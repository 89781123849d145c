use color_eyre::Result;

use super::{Record, get_records};

const BRANCHES_URL: &str = "https://randevu.abb-bank.az/web-api/randevu/branches";

/// Every branch object as served, keys untouched.
pub fn fetch(agent: &ureq::Agent) -> Result<Vec<Record>> {
    let request = agent
        .get(BRANCHES_URL)
        .set("Accept", "application/json, text/plain, */*")
        .set("Accept-Language", "AZ")
        .set("Referer", "https://randevu.abb-bank.az/");
    get_records(request)
}
//! Branch location scrapers for the bank APIs and the merge into the analysis
//! table.

pub mod abb;
pub mod combine;
pub mod kapital;

use std::{collections::BTreeSet, fs, io, path::Path, time::Duration};

use clap::ValueEnum;
use color_eyre::{
    Result,
    eyre::{WrapErr, eyre},
};
use serde_json::{Map, Value};
use strum_macros::{Display, EnumIter};
use tracing::{debug, info};

pub type Record = Map<String, Value>;

const USER_AGENT: &str = "Mozilla/5.0 (Macintosh; Intel Mac OS X 10_15_7) AppleWebKit/537.36";

#[derive(Debug, Clone, Copy, PartialEq, Eq, EnumIter, Display, ValueEnum)]
pub enum Source {
    #[strum(to_string = "ABB")]
    Abb,
    #[strum(to_string = "Kapital Bank")]
    Kapital,
}

impl Source {
    pub fn default_output(&self) -> &'static str {
        match self {
            Source::Abb => "data/abb_branches.csv",
            Source::Kapital => "data/kb_branches.csv",
        }
    }

    pub fn fetch(&self, agent: &ureq::Agent) -> Result<Vec<Record>> {
        match self {
            Source::Abb => abb::fetch(agent),
            Source::Kapital => kapital::fetch(agent),
        }
    }

    /// One flat record per branch, ready for CSV.
    pub fn flatten(&self, branches: Vec<Record>) -> Vec<Record> {
        match self {
            Source::Abb => branches,
            Source::Kapital => branches.iter().map(kapital::flatten).collect(),
        }
    }
}

pub fn agent() -> ureq::Agent {
    ureq::AgentBuilder::new()
        .timeout(Duration::from_secs(30))
        .user_agent(USER_AGENT)
        .build()
}

/// Fetches `source`, writes its CSV to `out` and returns the branch count.
pub fn run(source: Source, out: &Path) -> Result<usize> {
    info!("fetching {source} branch data");
    let branches = source.fetch(&agent())?;
    info!("fetched {} branches", branches.len());
    if branches.is_empty() {
        return Ok(0);
    }
    let records = source.flatten(branches);
    if let Some(parent) = out.parent().filter(|p| !p.as_os_str().is_empty()) {
        fs::create_dir_all(parent)
            .wrap_err_with(|| format!("could not create {}", parent.display()))?;
    }
    let file = fs::File::create(out).wrap_err_with(|| format!("could not create {}", out.display()))?;
    write_records(file, &records)?;
    info!("saved {} branches to {}", records.len(), out.display());
    Ok(records.len())
}

/// GET `request` and decode a JSON array of objects.
fn get_records(request: ureq::Request) -> Result<Vec<Record>> {
    debug!("GET {}", request.url());
    let response = match request.call() {
        Ok(response) => response,
        Err(ureq::Error::Status(code, response)) => {
            return Err(eyre!("{} answered {code} {}", response.get_url(), response.status_text()));
        }
        Err(ureq::Error::Transport(transport)) => {
            return Err(eyre!(transport).wrap_err("could not reach the branch API"));
        }
    };
    let body: Value = response.into_json().wrap_err("branch API returned invalid JSON")?;
    records_of(body)
}

fn records_of(body: Value) -> Result<Vec<Record>> {
    let Value::Array(items) = body else {
        return Err(eyre!("expected a JSON array of branches"));
    };
    items
        .into_iter()
        .map(|item| match item {
            Value::Object(record) => Ok(record),
            other => Err(eyre!("expected a branch object, got {other}")),
        })
        .collect()
}

/// CSV text of one JSON value. Null is empty, nested values stay JSON.
pub fn cell(value: &Value) -> String {
    match value {
        Value::Null => String::new(),
        Value::String(s) => s.clone(),
        Value::Bool(b) => b.to_string(),
        Value::Number(n) => n.to_string(),
        other => other.to_string(),
    }
}

/// Writes `records` with the sorted union of their keys as header. Missing
/// keys are left empty.
pub fn write_records(writer: impl io::Write, records: &[Record]) -> Result<()> {
    let header: BTreeSet<&str> = records
        .iter()
        .flat_map(|r| r.keys().map(String::as_str))
        .collect();
    let mut csv = csv::Writer::from_writer(writer);
    csv.write_record(&header)?;
    for record in records {
        csv.write_record(
            header
                .iter()
                .map(|key| record.get(*key).map(cell).unwrap_or_default()),
        )?;
    }
    csv.flush()?;
    Ok(())
}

◆ About this task: Scan the material for lines with the word "body", and copy each line you find.

◆ Task solution:
    let body: Value = response.into_json().wrap_err("branch API returned invalid JSON")?;
    records_of(body)
fn records_of(body: Value) -> Result<Vec<Record>> {
    let Value::Array(items) = body else {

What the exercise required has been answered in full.